Work item: What follows is data; output all of it exactly as given.

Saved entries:
-=-=-
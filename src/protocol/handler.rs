//! Serial handler — the parser and dispatcher driven from the main loop.

use super::codec::{FrameParser, Position, Progress};
use super::dispatch::Dispatcher;
use super::transport::ByteSource;
use crate::app::ports::MessageConsumer;
use crate::config::DeviceConfig;
use crate::error::Result;

/// Protocol engine for one serial link.
///
/// Holds exactly one in-flight frame. Create it once at start-up and call
/// [`drain_messages`](Self::drain_messages) from the host loop as often as
/// convenient.
pub struct SerialHandler {
    parser: FrameParser,
    dispatcher: Dispatcher,
}

impl SerialHandler {
    pub fn new(config: &DeviceConfig) -> Result<Self> {
        config.validate()?;
        Ok(Self {
            parser: FrameParser::new(config),
            dispatcher: Dispatcher::new(config),
        })
    }

    /// Process everything the source can deliver right now.
    ///
    /// Frames are dispatched in wire order. Returns the number of frames
    /// handed off (pongs plus consumer calls); returns as soon as the source
    /// cannot supply the next byte or the rest of a pending body.
    pub fn drain_messages<S, C>(&mut self, source: &mut S, consumer: &mut C) -> usize
    where
        S: ByteSource,
        C: MessageConsumer + ?Sized,
    {
        let mut dispatched = 0;
        loop {
            match self.parser.poll(source) {
                Progress::Stalled => return dispatched,
                Progress::Advanced => {}
                Progress::Frame(message) => {
                    self.dispatcher.dispatch(&message, source, consumer);
                    dispatched += 1;
                }
            }
        }
    }

    pub fn position(&self) -> Position {
        self.parser.position()
    }

    /// Drop any partially received frame (e.g. after reopening the port).
    pub fn reset(&mut self) {
        self.parser.reset();
    }
}
//! Instruments — concrete [`MessageConsumer`](crate::app::ports::MessageConsumer)s.

pub mod floppy;

pub use floppy::{FloppyDrive, FloppyDrives};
-=-=-
Written solution:
filename src/protocol/handler.rs
//! Serial handler — the parser and dispatcher driven from the main loop.

use super::codec::{FrameParser, Position, Progress};
use super::dispatch::Dispatcher;
use super::transport::ByteSource;
use crate::app::ports::MessageConsumer;
use crate::config::DeviceConfig;
use crate::error::Result;

/// Protocol engine for one serial link.
///
/// Holds exactly one in-flight frame. Create it once at start-up and call
/// [`drain_messages`](Self::drain_messages) from the host loop as often as
/// convenient.
pub struct SerialHandler {
    parser: FrameParser,
    dispatcher: Dispatcher,
}

impl SerialHandler {
    pub fn new(config: &DeviceConfig) -> Result<Self> {
        config.validate()?;
        Ok(Self {
            parser: FrameParser::new(config),
            dispatcher: Dispatcher::new(config),
        })
    }

    /// Process everything the source can deliver right now.
    ///
    /// Frames are dispatched in wire order. Returns the number of frames
    /// handed off (pongs plus consumer calls); returns as soon as the source
    /// cannot supply the next byte or the rest of a pending body.
    pub fn drain_messages<S, C>(&mut self, source: &mut S, consumer: &mut C) -> usize
    where
        S: ByteSource,
        C: MessageConsumer + ?Sized,
    {
        let mut dispatched = 0;
        loop {
            match self.parser.poll(source) {
                Progress::Stalled => return dispatched,
                Progress::Advanced => {}
                Progress::Frame(message) => {
                    self.dispatcher.dispatch(&message, source, consumer);
                    dispatched += 1;
                }
            }
        }
    }

    pub fn position(&self) -> Position {
        self.parser.position()
    }

    /// Drop any partially received frame (e.g. after reopening the port).
    pub fn reset(&mut self) {
        self.parser.reset();
    }
}
//! Instruments — concrete [`MessageConsumer`](crate::app::ports::MessageConsumer)s.

pub mod floppy;

pub use floppy::{FloppyDrive, FloppyDrives};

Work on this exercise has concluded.